The only aspect I don't understand is part (b). How would I do this? Thanks in advance.

2. Originally Posted by Air
A smooth sphere P of mass $\displaystyle 2m$ is moving in a straight line with speed $\displaystyle u$ on a smooth horizontal table. Another smooth sphere Q of mass $\displaystyle m$ is at rest on the table. The sphere P collides directly with Q. The coefficient of restitution between P and Q is $\displaystyle \frac{1}{3}$. The spheres are modelled as particles.

(a) Show that, immediately after the collision, the speeds of P and Q are $\displaystyle \frac{5}{9}u$ and $\displaystyle \frac{8}{9}u$ respectively.

After the collision, Q strikes a fixed vertical wall which is perpendicular to the direction of motion of P and Q. The coefficient of restitution between Q and the wall is e.

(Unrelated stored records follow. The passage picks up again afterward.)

//! Store over separate orders, items, customers, sellers, payments and
//! products tables, joined on identifiers

use super::OrderStore;
use crate::error::DashboardResult;
use crate::loader::records::{
    CustomerColumns, ItemColumns, OrderColumns, PaymentColumns, ProductColumns, SellerColumns,
};
use crate::loader::{sources, DataShape, SourceSet, Table};
use crate::model::{Customer, Order, OrderItem, Payment, Product, Seller};
use std::collections::{HashMap, HashSet};

pub struct NormalizedStore {
    orders: Vec<Order>,
    items_by_order: HashMap<String, Vec<OrderItem>>,
    payments_by_order: HashMap<String, Vec<Payment>>,
    customers: HashMap<String, Customer>,
    sellers: HashMap<String, Seller>,
    products: HashMap<String, Product>,
}

impl NormalizedStore {
    /// Load every table of a normalized source set
    pub fn load(sources: &SourceSet) -> DashboardResult<Self> {
        let orders_table = Table::from_path(sources::ORDERS, sources.required(sources::ORDERS)?)?;
        let items_table =
            Table::from_path(sources::ORDER_ITEMS, sources.required(sources::ORDER_ITEMS)?)?;
        let customers_table =
            Table::from_path(sources::CUSTOMERS, sources.required(sources::CUSTOMERS)?)?;
        let sellers_table = Table::from_path(sources::SELLERS, sources.required(sources::SELLERS)?)?;
        let payments_table =
            Table::from_path(sources::PAYMENTS, sources.required(sources::PAYMENTS)?)?;
        let products_table = match sources.optional(sources::PRODUCTS) {
            Some(path) => Some(Table::from_path(sources::PRODUCTS, path)?),
            None => None,
        };

        let order_columns = OrderColumns::resolve(&orders_table)?;
        let orders = orders_table
            .rows()
            .map(|row| order_columns.read(&row))
            .collect::<DashboardResult<Vec<_>>>()?;

        let item_columns = ItemColumns::resolve(&items_table)?;
        let mut items = Vec::with_capacity(items_table.len());
        for row in items_table.rows() {
            if let Some(item) = item_columns.read(&row)? {
                items.push(item);
            }
        }

        let customer_columns = CustomerColumns::resolve(&customers_table)?;
        let customers = customers_table
            .rows()
            .filter_map(|row| customer_columns.read(&row))
            .collect();

        let seller_columns = SellerColumns::resolve(&sellers_table)?;
        let sellers = sellers_table
            .rows()
            .filter_map(|row| seller_columns.read(&row))
            .collect();

        let payment_columns = PaymentColumns::resolve(&payments_table)?;
        let mut payments = Vec::with_capacity(payments_table.len());
        for row in payments_table.rows() {
            if let Some(payment) = payment_columns.read(&row)? {
                payments.push(payment);
            }
        }

        let products = match products_table {
            Some(table) => {
                let product_columns = ProductColumns::resolve(&table)?;
                table
                    .rows()
                    .filter_map(|row| product_columns.read(&row))
                    .collect()
            }
            None => Vec::new(),
        };

        Ok(Self::from_parts(
            orders, items, customers, sellers, payments, products,
        ))
    }

    /// Build the join indexes from already decoded entities
    pub fn from_parts(
        orders: Vec<Order>,
        items: Vec<OrderItem>,
        customers: Vec<Customer>,
        sellers: Vec<Seller>,
        payments: Vec<Payment>,
        products: Vec<Product>,
    ) -> Self {
        let mut seen = HashSet::with_capacity(orders.len());
        let total_orders = orders.len();
        let orders: Vec<Order> = orders
            .into_iter()
            .filter(|order| seen.insert(order.order_id.clone()))
            .collect();
        if orders.len() < total_orders {
            log::debug!(
                "Dropped {} duplicate order rows",
                total_orders - orders.len()
            );
        }

        let mut items_by_order: HashMap<String, Vec<OrderItem>> = HashMap::new();
        let mut orphan_items = 0usize;
        for item in items {
            if seen.contains(&item.order_id) {
                items_by_order
                    .entry(item.order_id.clone())
                    .or_default()
                    .push(item);
            } else {
                orphan_items += 1;
            }
        }

        let mut payments_by_order: HashMap<String, Vec<Payment>> = HashMap::new();
        let mut orphan_payments = 0usize;
        for payment in payments {
            if seen.contains(&payment.order_id) {
                payments_by_order
                    .entry(payment.order_id.clone())
                    .or_default()
                    .push(payment);
            } else {
                orphan_payments += 1;
            }
        }

        if orphan_items > 0 || orphan_payments > 0 {
            log::debug!(
                "Ignored {} items and {} payments without a matching order",
                orphan_items,
                orphan_payments
            );
        }

        let mut customer_map = HashMap::with_capacity(customers.len());
        for customer in customers {
            customer_map
                .entry(customer.customer_id.clone())
                .or_insert(customer);
        }

        let mut seller_map = HashMap::with_capacity(sellers.len());
        for seller in sellers {
            seller_map.entry(seller.seller_id.clone()).or_insert(seller);
        }

        let mut product_map = HashMap::with_capacity(products.len());
        for product in products {
            product_map.entry(product.product_id.clone()).or_insert(product);
        }

        log::info!(
            "📊 Normalized store: {} orders, {} customers, {} sellers, {} products",
            orders.len(),
            customer_map.len(),
            seller_map.len(),
            product_map.len()
        );

        Self {
            orders,
            items_by_order,
            payments_by_order,
            customers: customer_map,
            sellers: seller_map,
            products: product_map,
        }
    }
}

impl OrderStore for NormalizedStore {
    fn shape(&self) -> DataShape {
        DataShape::Normalized
    }

    fn orders(&self) -> &[Order] {
        &self.orders
    }

    fn items(&self, order_id: &str) -> &[OrderItem] {
        self.items_by_order
            .get(order_id)
            .map(Vec::as_slice)
            .unwrap_or(&[])
    }

    fn payments(&self, order_id: &str) -> &[Payment] {
        self.payments_by_order
            .get(order_id)
            .map(Vec::as_slice)
            .unwrap_or(&[])
    }

    fn customer(&self, customer_id: &str) -> Option<&Customer> {
        self.customers.get(customer_id)
    }

    fn seller(&self, seller_id: &str) -> Option<&Seller> {
        self.sellers.get(seller_id)
    }

    fn product(&self, product_id: &str) -> Option<&Product> {
        self.products.get(product_id)
    }
}

#[cfg(test)]
mod tests {
    use super::*;
    use crate::test_support::{item, order, payment};

    #[test]
    fn test_joins_by_order_id() {
        let store = NormalizedStore::from_parts(
            vec![order("o1", "c1", "2017-01-05"), order("o2", "c2", "2017-02-10")],
            vec![item("o1", "s1", 10.0), item("o1", "s2", 5.0), item("ghost", "s1", 99.0)],
            vec![],
            vec![],
            vec![payment("o2", "boleto", 20.0)],
            vec![],
        );

        assert_eq!(store.shape(), DataShape::Normalized);
        assert_eq!(store.orders().len(), 2);
        assert_eq!(store.items("o1").len(), 2);
        assert!(store.items("o2").is_empty());
        assert!(store.items("ghost").is_empty());
        assert_eq!(store.payments("o2")[0].payment_type, "boleto");
    }

    #[test]
    fn test_duplicate_orders_keep_first() {
        let mut dup = order("o1", "c9", "2018-05-01");
        dup.status = "canceled".to_string();

        let store = NormalizedStore::from_parts(
            vec![order("o1", "c1", "2017-01-05"), dup],
            vec![],
            vec![],
            vec![],
            vec![],
            vec![],
        );

        assert_eq!(store.orders().len(), 1);
        assert_eq!(store.orders()[0].customer_id, "c1");
    }
}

When P and Q collide again, P is brought to rest.

(b) Find the value of e.

(c) Explain why there must be a third collision between P and Q.

____________________
____________________

I've done part (a) by forming 2 simultaneous equations of conservation of momentum and Newton's law of restitution and solving to obtain the values required. For part (c), I know that collusion must occur as particle P is rebounded so it will hit the stationary particle Q.

The only aspect I don't understand is part (b). How would I do this? Thanks in advance.
We have the second impact; Q against the wall. So calling the speed of Q before it hits the wall $\displaystyle p_Q$ we have
$\displaystyle e = \frac{v_Q^{\prime}}{v_Q}$
where $\displaystyle v_Q^{\prime}$ is the magnitude of the velocity of Q after the collision with the wall. (Obviously this velocity is now opposite to the velocity of P.)

Thus
$\displaystyle v_Q^{\prime} = ev_Q = \frac{8}{9}eu$

Now we have the second collision with P. Set this up the same way as before: with a conservation of momentum equation and the coefficient of restitution is again 1/3. Combining these two equations I get
$\displaystyle 2mv_P -mv_Q^{\prime} = \frac{1}{27}(5 + 8e)mu$
which you can solve for e.

-Dan

3. I redid this question and I am slightly confused. This picture that I am seeing is this:

So, my working is:

$\displaystyle e = \frac{w}{\frac{8u}{9}} \implies \frac{8}{9}ue = w$

$\displaystyle \text{COM:} \ \left( \frac{5}{9}u \right) \left( 2m \right) + \left( \frac{8}{9}u \right) \left( m \right) = - \left( \frac{8}{9}ue \right) \left( m \right)$

$\displaystyle \frac{10}{9} + \frac{8}{9} = -\frac{8}{9}e$

$\displaystyle e = - \frac{9}{4}$.

The answer is wrong. What have I done wrong? topsquark, I don't understand why it is negative when before it is travelling in the positive direction. The correct answer is $\displaystyle e = \frac{25}{32}$.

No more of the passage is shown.